Ephesians 1:5 God decided in advance to adopt us into his own family by bringing us to himself through Jesus Christ. This is what he wanted to do, and it gave him great pleasure.
1 Peter 5:9 Stand firm against your great enemy, the devil. And be strong in your faith. Remember that your Christian brothers and sisters all over the world are going through the same kind of suffering you are.
O Radix Jesse (O Root of Jesse), the third “O” Antiphon: “O come, thou Branch of Jesse’s tree, free them from Satan’s tyranny that trust thy mighty power to save, and give them victory o’er the grave. Rejoice, rejoice, Emmanuel shall come to thee, O Israel.”
Both Dave and I grew up thousands of miles away from our extended families, he in Bolivia and I in Guatemala. The same became true of our children, growing up in Brazil. Our family of six would not have survived the pressures we faced had it not been for the care and support and prayers of our family by God’s adoption, our Christian brothers and sisters. The following Waiting Room story illustrates that reality, Emmanuel coming to us in the generosity and self-sacrifice of the Body of Christ.
Provision, Karis’s first transplant, age 21, Pittsburgh
Débora and I settled into the waiting room prepared for a long night. Karis’s first intestinal transplant surgery would take at least fourteen hours.
I played with little Ricardo while Débora improvised a bed for him in the corner. My fellow Brazilian transplant mom Eudiscélia was exhausted. My friend Débora and I had a brilliant idea: Eudiscélia could get a full night’s sleep if we cared for her two-year-old overnight in the waiting room. We would be awake anyway; why not let Eudiscélia rest? I was a pro at everything medical Ricardo would need: antibiotics through his central line, ostomy care, feedings via g-tube with a kangaroo pump . . .
Ricardo knew me well enough to accept this unusual situation with aplomb, and soon slumbered peacefully in his corner. Débora and I talked a while, then decided to put together a jigsaw puzzle a friend had loaned us: a luminous angel watching over a sleeping child.
From time to time, the phone rang with a report from the OR: She’s intubated; arterial, central, and peripheral lines in place. . . We’ve successfully removed her intestine—it looks horrible. We can’t imagine how she endured the pain . . . The donor intestine has arrived from St. Louis and looks good; a twelve-year-old boy in a car accident, the perfect size for Karis . . .

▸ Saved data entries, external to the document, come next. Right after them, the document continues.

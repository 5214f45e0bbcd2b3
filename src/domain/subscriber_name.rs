use unicode_segmentation::UnicodeSegmentation;

/// A first or last name as typed into the newsletter form.
///
/// Must be built with `SubscriberName::parse`: non-blank, at most 256
/// graphemes, none of `/()"<>\{}`.
#[derive(Debug, Clone, PartialEq, Eq)]
pub struct SubscriberName(String);

const FORBIDDEN_CHARACTERS: [char; 9] = ['/', '(', ')', '"', '<', '>', '\\', '{', '}'];

impl SubscriberName {
    pub fn parse(s: String) -> Result<Self, String> {
        let is_empty_or_whitespace = s.trim().is_empty();
        let is_too_long = s.graphemes(true).count() > 256;
        let contains_forbidden_characters = s.chars().any(|c| FORBIDDEN_CHARACTERS.contains(&c));

        if is_empty_or_whitespace || is_too_long || contains_forbidden_characters {
            Err(format!("{s} is not a valid subscriber name."))
        } else {
            Ok(Self(s))
        }
    }

    /// Blank input means the field was left out of the form.
    pub fn parse_optional(s: Option<String>) -> Result<Option<Self>, String> {
        match s {
            Some(s) if !s.trim().is_empty() => Self::parse(s.trim().to_string()).map(Some),
            _ => Ok(None),
        }
    }
}

impl AsRef<str> for SubscriberName {
    fn as_ref(&self) -> &str {
        &self.0
    }
}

Finally, around 5:00 a.m.: Everything is in place. Karis has done well. Only a couple more hours to finish everything up. Even while I grieved for the family of the twelve year old boy, with Débora, I cheered and praised God for his mercy to Karis. Quietly, so we wouldn’t wake Ricardo.

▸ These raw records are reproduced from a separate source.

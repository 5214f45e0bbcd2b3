use axum::extract::State;
use axum::http::StatusCode;
use axum::response::{IntoResponse, Response};

use crate::AppState;

pub async fn health_check() -> Response {
    (StatusCode::OK, "").into_response()
}

/// 503 while Brevo does not accept the configured API key.
pub async fn newsletter_health_check(state: State<AppState>) -> Response {
    match state.newsletter_client.verify_api_key().await {
        Ok(()) => (StatusCode::OK, "").into_response(),
        Err(e) => {
            tracing::warn!(error.cause_chain = ?e, "Newsletter API is not usable");
            (StatusCode::SERVICE_UNAVAILABLE, "").into_response()
        }
    }
}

Around 6:00, friends arrived with breakfast for us. Our son Dan, driving from New York City, had car trouble. Other friends went to rescue him. They all arrived just in time for another call from the OR: “We’re finished. She’s in recovery. You’ll be able to see her soon.”
Débora slipped away for her full day of work, after staying up with me all night. Eudiscélia, refreshed, reclaimed her little boy. Our friends cleaned up breakfast and left for their own jobs.

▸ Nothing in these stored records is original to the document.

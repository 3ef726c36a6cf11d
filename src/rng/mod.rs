//! Random number generation module
//!
//! This module provides the cryptographically secure randomness used by the
//! prime-search and key-generation machinery.
//!
//! It is built around a word-oriented, fast-key-erasure ChaCha20 generator
//! seeded from the operating system: every generated block replaces the key
//! that produced it, and output words are wiped as they are consumed. Every
//! prime-search worker thread constructs its own generator from an
//! independent OS entropy draw; no generator state is ever shared between
//! threads.

mod csprng;

/// Cryptographically secure pseudorandom number generator.
///
/// This type is the only entry point for randomness within the crate:
/// candidate primes, Miller–Rabin witnesses, and witness bit counts are all
/// drawn from it, one 32-bit limb at a time.
pub use csprng::Csprng;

In the recovery room, for a few minutes before she was whisked away to the ICU, Dan and I gazed at unconscious Karis. Lines sprung from her body like quills on a porcupine, attached to a battalion of whirring machines.
A thrill of Hope. Joy. That’s what Dan and I felt as we walked to yet another waiting room. “The faithful love of the Lord never ends!” I whispered. “His mercies never cease. Great is his faithfulness; his mercies begin afresh each morning” (Lamentations 3:22-23).
We didn’t yet know everything would go wrong with this transplant. But when that time came, God’s provision through his Body, his daily love and mercy, like manna, would be just as rich, just as complete.
Psalm 27:13-14 Yet I am confident I will see the Lord’s goodness while I am still here in the land of the living. Wait patiently for the Lord. Be brave and courageous. Yes, wait patiently for the Lord.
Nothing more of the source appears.